In den Ghettos des Nordens

Nun geschah etwas Merkwürdiges - oder wegen der Genialität von King eigentlich Folgerichtiges. Dieser von den Radikaleren gar als kompromisslerischer Pfarrer, der, wenn er nicht große öffentliche Reden hielt, eher in den Kirchen der Südstaaten zu Hause war (aber auch in deren Haftanstalten), fing an, die Ghettos des Nordens kennenzulernen. 1966 zog er mit seiner friedlichen Kampagne gegen Diskriminierung und Unterdrückung zum nördlichen Chicago, wo schwarze und weiße Viertel besonders scharf getrennt waren. Bald trafen er und seine Mitarbeiter bei Demonstrationen und Märschen auf eine Mauer von rassistischem Hass, der kaum schwächer war als im Süden; der Gewaltgegner King wurde sogar von einem geworfenen Ziegelstein verletzt.

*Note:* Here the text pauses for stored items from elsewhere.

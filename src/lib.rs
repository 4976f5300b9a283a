//! Validated entity access over ordered key-value stores.
//!
//! Given a key prefix and a schema, [`EntityAccess`] produces a coherent set
//! of CRUD operations plus prefix-scoped, paginated listing, all executed
//! against a caller-supplied store transaction:
//!
//! - Every value crossing the boundary — inputs and stored data alike — is
//!   checked against the schema; failures surface as an [`ErrorTree`].
//! - `update` is a shallow merge by id: fields present in the patch
//!   overwrite the stored fields, everything else is preserved, and a
//!   missing target is a silent no-op.
//! - `list` walks the prefix in ascending id order, with an optional
//!   inclusive starting id and a limit that short-circuits the scan.
//!
//! The crate manages no transactions, resolves no conflicts, and performs no
//! replication. The [`Store`] trait is the seam where a transactional
//! backend plugs in; [`MemStore`] is the ordered in-memory implementation
//! used by tests and examples.
//!
//! # Example
//!
//! ```
//! use entity_engine::{EntityAccess, FieldType, ListOptions, MemStore, RecordSchema};
//! use serde_json::json;
//!
//! let schema = RecordSchema::new()
//!     .field("title", FieldType::String)
//!     .optional("done", FieldType::Bool);
//! let todos = EntityAccess::new("todo", schema);
//!
//! let mut tx = MemStore::new();
//! todos.create(&mut tx, &json!({"id": "t1", "title": "write docs"})).unwrap();
//! todos.update(&mut tx, &json!({"id": "t1", "done": true})).unwrap();
//!
//! let all = todos.list(&mut tx, &ListOptions::default()).unwrap();
//! assert_eq!(all.len(), 1);
//! assert_eq!(all[0]["done"], true);
//! ```

mod access;
mod error;
mod key;
mod memory;
mod schema;
mod store;
mod tree;

pub use access::{EntityAccess, ListOptions};
pub use error::{EntityError, EntityResult, StoreError, StoreResult};
pub use key::Keyspace;
pub use memory::MemStore;
pub use schema::{Entity, FieldType, RecordSchema, Schema};
pub use store::{ScanItem, Store};
pub use tree::ErrorTree;
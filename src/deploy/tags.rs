// SPDX-FileCopyrightText: 2025 Jason Pena <jasonpena@awkless.com>
// SPDX-License-Identifier: MIT

//! Post-deploy tag metadata cleanup.
//!
//! Finder tags stick to Max project files and show up in Live's browser. After
//! each deploy we strip the tag attribute off every project marker file under
//! a known directory tree. Nothing here is allowed to fail a deployment, so
//! every problem is logged and then dropped.

use crate::config::TagCleanupSettings;

use glob::{glob, Pattern};
use std::{
    ffi::OsStr,
    path::{Path, PathBuf},
    process::Command,
};
use tracing::{debug, instrument, warn};

/// Strip an extended attribute from files matching a glob under a root.
#[derive(Debug, Clone)]
pub struct TagCleaner {
    root: PathBuf,
    pattern: String,
    attribute: String,
}

impl TagCleaner {
    /// Construct new tag cleaner.
    pub fn new(
        root: impl Into<PathBuf>,
        pattern: impl Into<String>,
        attribute: impl Into<String>,
    ) -> Self {
        Self {
            root: root.into(),
            pattern: pattern.into(),
            attribute: attribute.into(),
        }
    }

    /// List marker files that the cleanup would touch.
    ///
    /// Unreadable entries are skipped.
    pub fn marker_files(&self) -> Vec<PathBuf> {
        // INVARIANT: Root is matched literally, only the pattern may glob.
        let root = Pattern::escape(self.root.to_string_lossy().as_ref());
        let pattern = Path::new(&root).join(&self.pattern);
        let pattern = pattern.to_string_lossy();
        let paths = match glob(pattern.as_ref()) {
            Ok(paths) => paths,
            Err(error) => {
                warn!("invalid tag cleanup pattern {pattern:?}: {error}");
                return Vec::new();
            }
        };

        paths
            .filter_map(|entry| match entry {
                Ok(path) => Some(path),
                Err(error) => {
                    debug!("skip unreadable entry: {error}");
                    None
                }
            })
            .filter(|path| path.is_file())
            .collect()
    }

    /// Remove tag attribute from every marker file.
    ///
    /// Returns the number of files the attribute was removed from. Files that
    /// never had the attribute count as failures and are only logged.
    #[instrument(skip(self), level = "debug")]
    pub fn run(&self) -> usize {
        let mut cleared = 0;
        for path in self.marker_files() {
            match remove_attribute(&self.attribute, &path) {
                Ok(()) => {
                    debug!("cleared {:?} on {:?}", self.attribute, path.display());
                    cleared += 1;
                }
                Err(error) => debug!("{error}"),
            }
        }

        cleared
    }
}

impl From<&TagCleanupSettings> for TagCleaner {
    fn from(settings: &TagCleanupSettings) -> Self {
        Self::new(
            settings.root.as_path(),
            settings.pattern.as_str(),
            settings.attribute.as_str(),
        )
    }
}

fn remove_attribute(attribute: &str, path: &Path) -> Result<(), std::io::Error> {
    syscall_non_interactive("xattr", [OsStr::new("-d"), OsStr::new(attribute), path.as_os_str()])
        .map(|_| ())
}

fn syscall_non_interactive(
    cmd: impl AsRef<OsStr>,
    args: impl IntoIterator<Item = impl AsRef<OsStr>>,
) -> Result<String, std::io::Error> {
    let output = Command::new(cmd.as_ref()).args(args).output()?;
    let stdout = String::from_utf8_lossy(output.stdout.as_slice()).into_owned();
    let stderr = String::from_utf8_lossy(output.stderr.as_slice()).into_owned();
    let mut message = String::new();

    if !stdout.is_empty() {
        message.push_str(format!("stdout: {stdout}").as_str());
    }

    if !stderr.is_empty() {
        message.push_str(format!("stderr: {stderr}").as_str());
    }

    // INVARIANT: Chomp trailing newlines.
    let message = message
        .strip_suffix("\r\n")
        .or(message.strip_suffix('\n'))
        .map(ToString::to_string)
        .unwrap_or(message);

    if !output.status.success() {
        return Err(std::io::Error::other(format!(
            "command {:?} failed:\n{message}",
            cmd.as_ref()
        )));
    }

    Ok(message)
}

Für die jungen schwarzen Stadtbewohner organisierte er in Chicagos Luxushotel Sheraton ein Treffen, wo er Vertreter der schnellschießenden Banden oder Gangs der Ghettoviertel aufrief, statt sich gegenseitig zu befehden, lieber gewaltlos gegen Rassismus zu protestieren: Gewalt sei nutzlos, betonte er, und ende nur hinter Gittern oder im Grab. Doch merkte er nun besser als zuvor, dass ihre Gewalt aus der Armut, der Diskriminierung und der Hoffnungslosigkeit im Ghetto herrührte. Er forderte von der Regierung einen "massiven Marshall-Plan", um die Viertel, ihre Schulen und ihre Gemeindezentren menschenwürdig aufzubauen, merkte aber schnell, dass die Stadtregierung in Chicago, obwohl ewig von Politikern der Demokratischen Partei beherrscht - und dahinter von Immobilienhaien und ähnlichen Kräften - daran gar kein Interesse hatte, sondern eher auf Polizeistöcke und Schußwaffen setzte. Auch die schmale, wohlständische Oberschicht der Afroamerikaner, in diese Korruption eingebunden, wollte King nicht folgen. Durch seine neuen Erkenntnisse näherte sich King nun den Ansichten von Malcolm X, der zuletzt zunehmend gemerkt hatte, dass der Kampf um eine bessere Zukunft nicht von Schwarzen allein geführt werden konnte - und nicht von der übrigen Welt getrennt, von einem wachwerdenden Afrika und Nahen Osten (Malcolm war ja auch ein Muslim). Die beiden großen Redner trafen sich nur einmal kurz, ehe Malcolm auf mysteriöse Art ermordet wurde - ein böses Omen auch für King!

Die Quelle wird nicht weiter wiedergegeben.